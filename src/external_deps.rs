pub use axum::{
    Router,
    extract::Path as AxumPath,
    http::{StatusCode, header},
    response::{Html, IntoResponse, Response},
    routing::get,
};
pub use chrono::{Datelike, Duration as ChronoDuration, NaiveDate, NaiveDateTime};
pub use flexi_logger::{
    Age, Cleanup, Criterion, DeferredNow, Duplicate, FileSpec, Logger, Naming, Record,
};
pub use num_format::{Locale, ToFormattedString};
pub use once_cell::sync::Lazy as once_lazy;
pub mod aggregation_service_impl;
pub mod chart_service_impl;
pub mod forecast_service_impl;
pub mod loader_service_impl;
pub mod report_service_impl;
use crate::common::*;

#[derive(Debug, Deserialize, Getters)]
#[getset(get = "pub")]
pub struct ServerConfig {
    pub host: String,
    pub port: u16,
}
use crate::common::*;

use crate::dto::{product_forecast::*, report_context::*, yearly_order_count::*};
use crate::env_configuration::env_config::*;
use crate::traits::service_traits::report_service::*;

#[derive(Debug, Clone, new)]
pub struct ReportServiceImpl;

impl ReportServiceImpl {
    #[doc = "템플릿 플레이스홀더를 컨텍스트 값으로 치환하는 함수"]
    fn render_template(&self, template_content: &str, context: &ReportContext) -> String {
        template_content
            .replace("{{LATEST_YEAR}}", &context.latest_year().to_string())
            .replace(
                "{{YEARLY_ORDER_ROWS}}",
                &self.generate_yearly_order_rows(context.yearly_orders()),
            )
            .replace("{{LATEST_YEAR_PIE}}", context.latest_year_pie())
            .replace(
                "{{FORECAST_ROWS}}",
                &self.generate_forecast_rows(context.forecast()),
            )
            .replace("{{FORECAST_PIE}}", context.forecast_pie())
    }

    #[doc = "연도별 집계 테이블 행 생성"]
    fn generate_yearly_order_rows(&self, yearly_orders: &[YearlyOrderCount]) -> String {
        self.generate_table_rows(yearly_orders, |record| {
            format!(
                r#"<tr>
                    <td style="border: 1px solid #ddd; padding: 12px; text-align: left; background-color: #fff;">{}</td>
                    <td style="border: 1px solid #ddd; padding: 12px; text-align: left; background-color: #fff;">{}</td>
                    <td style="border: 1px solid #ddd; padding: 12px; text-align: left; background-color: #fff;">{}</td>
                </tr>"#,
                record.year(),
                record.product(),
                record.count().to_formatted_string(&Locale::en),
            )
        })
    }

    #[doc = "예측 테이블 행 생성. 예측에 성공한 상품이 없으면 안내 행을 넣는다."]
    fn generate_forecast_rows(&self, forecast: &[ProductForecast]) -> String {
        if forecast.is_empty() {
            return r#"<tr>
                    <td colspan="2" style="border: 1px solid #ddd; padding: 12px; text-align: left; background-color: #fff;">No forecast available</td>
                </tr>"#
                .to_string();
        }

        self.generate_table_rows(forecast, |record| {
            format!(
                r#"<tr>
                    <td style="border: 1px solid #ddd; padding: 12px; text-align: left; background-color: #fff;">{}</td>
                    <td style="border: 1px solid #ddd; padding: 12px; text-align: left; background-color: #fff;">{}</td>
                </tr>"#,
                record.product(),
                record.predicted_next_week().to_formatted_string(&Locale::en),
            )
        })
    }

    #[doc = "Helper function for creating common table rows"]
    fn generate_table_rows<T, F>(&self, data: &[T], row_formatter: F) -> String
    where
        F: Fn(&T) -> String,
    {
        data.iter().map(row_formatter).collect::<String>()
    }
}

#[async_trait]
impl ReportService for ReportServiceImpl {
    async fn render_index(&self, context: &ReportContext) -> anyhow::Result<String> {
        /* HTML 템플릿 파일 읽기 */
        let template_content: String = tokio::fs::read_to_string(&*REPORT_TEMPLATE_PATH)
            .await
            .map_err(|e| {
                anyhow!(
                    "[ReportServiceImpl->render_index] Failed to read template '{}': {:?}",
                    &*REPORT_TEMPLATE_PATH,
                    e
                )
            })?;

        Ok(self.render_template(&template_content, context))
    }
}
use crate::common::*;

#[doc = r#"
    날짜 파싱을 통과한 주문 한 건. year/date/week_start 는 order_date 로부터
    미리 유도해 둔다 (week_start 는 월요일 기준 주 시작일).
"#]
#[derive(Debug, Clone, PartialEq, Eq, Getters, new)]
#[getset(get = "pub")]
pub struct OrderEvent {
    pub order_date: NaiveDateTime,
    pub product: String,
    pub year: i32,
    pub date: NaiveDate,
    pub week_start: NaiveDate,
}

....

> THE TASK: Exactly the lines from the one containing "pub struct OrderEvent" through the end of the listing should be reproduced, both ends included and nothing more.

> PROBLEM SOLUTION:
pub struct OrderEvent {
    pub order_date: NaiveDateTime,
    pub product: String,
    pub year: i32,
    pub date: NaiveDate,
    pub week_start: NaiveDate,
}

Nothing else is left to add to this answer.